CHAPADA DIAMANTINA: Terreiro de jarê retira
assentamento de mais de 30 anos após ameaças de agentes do ICMBio
Era para ser um dia de
festa no coração da Chapada Diamantina, mas uma ação inesperada mudou os rumos
do culto aos encantados. Cerca de 50 pessoas se preparavam para “bater jarê”,
como a prática de saudar os caboclos e orixás é conhecida, quando agentes do
Instituto Chico Mendes de Conservação da Biodiversidade (ICMBio) realizaram uma
inspeção no terreiro de Pai Gil de Ogum. A ação, até então inédita, violou o
sagrado: um assentamento de mais de 30 anos foi retirado do templo após ameaças
de multa. O caso ocorreu na manhã do último sábado (20).
No mesmo final de
semana em que fiscalizaram o terreiro de Pai Gil, agentes do ICMBio demoliram
parte do terreiro Peji da Pedra Branca, em Lençóis. Os templos ficam dentro do
Parque Nacional da Chapada Diamantina, na parte norte, e são de tradição jarê, que
mescla elementos do candomblé, cristianismo e indígenas. A religião é exclusiva
da Chapada e ganhou projeção nacional com o romance Torto Arado, publicado em
2019, pelo autor baiano Itamar Vieira Júnior.
Os relatos de quem
estava no terreiro de Pai Gil no momento da operação dão dimensão do ocorrido.
O grupo do ICMBio era composto por dez servidores, pelo menos. Alguns deles
estavam encapuzados e carregavam armas brancas, como facão e machado. Com o
pretexto de que fiscalizavam denúncias de desmatamento ilegal e ocupação
irregular, foram autorizados, pelas lideranças do templo, a entrar no local.
“Eles pediram para dar
uma olhada, explicaram que estavam trabalhando e que precisavam realizar a
abordagem. Sem ser muito invasivos, eles entraram no quarto onde o pessoal fica
de resguardo e perguntaram se era um dormitório. Foram até a casa principal e
começaram a chamar atenção para algumas irregularidades, na visão deles, que
poderiam gerar multas”, contou Layra Silva, filha da casa há 13 anos.
Um assentamento de
mais de três décadas, que fazia parte da história do terreiro, foi a
irregularidade apontada pelos agentes da autarquia federal. Com medo das
ameaças de multa, os filhos da casa e lideranças decidiram despachar o sagrado.
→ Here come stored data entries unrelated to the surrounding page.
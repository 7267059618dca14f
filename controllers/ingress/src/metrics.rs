//! Controller metrics
//!
//! One registry per process, initialized once in `main`. Recording helpers
//! are no-ops until then so library code and tests never depend on it.

use prometheus::{Encoder, Histogram, HistogramOpts, IntCounter, IntGauge, Registry, TextEncoder};
use std::sync::OnceLock;
use std::time::Duration;

/// Metrics exported on `/metrics`.
#[derive(Debug, Clone)]
pub struct Metrics {
    pub registry: Registry,
    pub reloads: IntCounter,
    pub restarts: IntCounter,
    pub runtime_failures: IntCounter,
    pub sync_errors: IntCounter,
    pub sync_duration: Histogram,
    pub events_pending: IntGauge,
}

static METRICS: OnceLock<Metrics> = OnceLock::new();

impl Metrics {
    fn new() -> Result<Self, prometheus::Error> {
        let registry = Registry::new();

        let reloads = IntCounter::new("haproxy_ingress_reloads_total", "Total number of HAProxy reloads")?;
        registry.register(Box::new(reloads.clone()))?;

        let restarts = IntCounter::new("haproxy_ingress_restarts_total", "Total number of HAProxy restarts")?;
        registry.register(Box::new(restarts.clone()))?;

        let runtime_failures = IntCounter::new(
            "haproxy_ingress_runtime_failures_total",
            "Runtime API operations that failed and fell back to a reload",
        )?;
        registry.register(Box::new(runtime_failures.clone()))?;

        let sync_errors = IntCounter::new("haproxy_ingress_sync_errors_total", "Syncs that ended with errors")?;
        registry.register(Box::new(sync_errors.clone()))?;

        let sync_duration = Histogram::with_opts(HistogramOpts::new(
            "haproxy_ingress_sync_duration_seconds",
            "Duration of one configuration sync in seconds",
        ))?;
        registry.register(Box::new(sync_duration.clone()))?;

        let events_pending = IntGauge::new(
            "haproxy_ingress_events_pending",
            "Events waiting in the channel at the start of the last sync",
        )?;
        registry.register(Box::new(events_pending.clone()))?;

        Ok(Self {
            registry,
            reloads,
            restarts,
            runtime_failures,
            sync_errors,
            sync_duration,
            events_pending,
        })
    }
}

/// Registers the metrics. Later calls return the existing instance.
pub fn init() -> Result<&'static Metrics, prometheus::Error> {
    if let Some(metrics) = METRICS.get() {
        return Ok(metrics);
    }
    let metrics = Metrics::new()?;
    Ok(METRICS.get_or_init(|| metrics))
}

/// Registered metrics, `None` until [`init`] ran.
pub fn get() -> Option<&'static Metrics> {
    METRICS.get()
}

/// Counts a successful reload.
pub fn record_reload() {
    if let Some(m) = get() {
        m.reloads.inc();
    }
}

/// Counts a restart that replaced a failed reload.
pub fn record_restart() {
    if let Some(m) = get() {
        m.restarts.inc();
    }
}

/// Counts a runtime socket command that failed and fell back to a reload.
pub fn record_runtime_failure() {
    if let Some(m) = get() {
        m.runtime_failures.inc();
    }
}

pub fn record_sync_error() {
    if let Some(m) = get() {
        m.sync_errors.inc();
    }
}

/// Records how long one sync took.
pub fn observe_sync(duration: Duration) {
    if let Some(m) = get() {
        m.sync_duration.observe(duration.as_secs_f64());
    }
}

/// Events waiting in the reconciler channel.
pub fn set_events_pending(count: usize) {
    if let Some(m) = get() {
        m.events_pending.set(i64::try_from(count).unwrap_or(i64::MAX));
    }
}

/// Text exposition of every registered metric.
pub fn gather_text() -> Result<String, prometheus::Error> {
    let Some(m) = get() else {
        return Ok(String::new());
    };
    let mut buffer = Vec::new();
    TextEncoder::new().encode(&m.registry.gather(), &mut buffer)?;
    Ok(String::from_utf8_lossy(&buffer).into_owned())
}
“O assentamento tinha 33 anos e foi um dos primeiros que o meu pai de santo
fez. Eles disseram que, diante do que tinha, era crime, e que nós poderíamos
ser multados. Tivemos que tirar esse fundamento da casa, infelizmente”,
explicou Layra Silva.
O pai de santo o qual
Layra se refere é Gildasio de Oliveira, o Pai Gil de Ogum, que morreu em 2021,
aos 58 anos. Naquele ano, o CORREIO fez uma reportagem especial sobre o futuro
do jarê, na Chapada Diamantina, após a morte de um de seus maiores líderes. Os
religiosos não revelam quais objetos faziam parte do assentamento - é um
segredo da casa.
Para as religiões de
matriz africana, os assentamentos concentram a força espiritual de uma
divindade. Os objetos simbólicos utilizados variam a depender da casa e do
encantado que será saudado. Materiais de porcelana e barro, alimentos e animais
estão entre os itens mais comuns.
“Foi doloroso ter que
tirar o assentamento. É uma ação que pode prejudicar o terreiro, porque nosso
pai de santo não está mais aqui para executar o fundamento da casa. O
assentamento é o coração do terreiro”, lamentou a filha de Pai Gil de Ogum.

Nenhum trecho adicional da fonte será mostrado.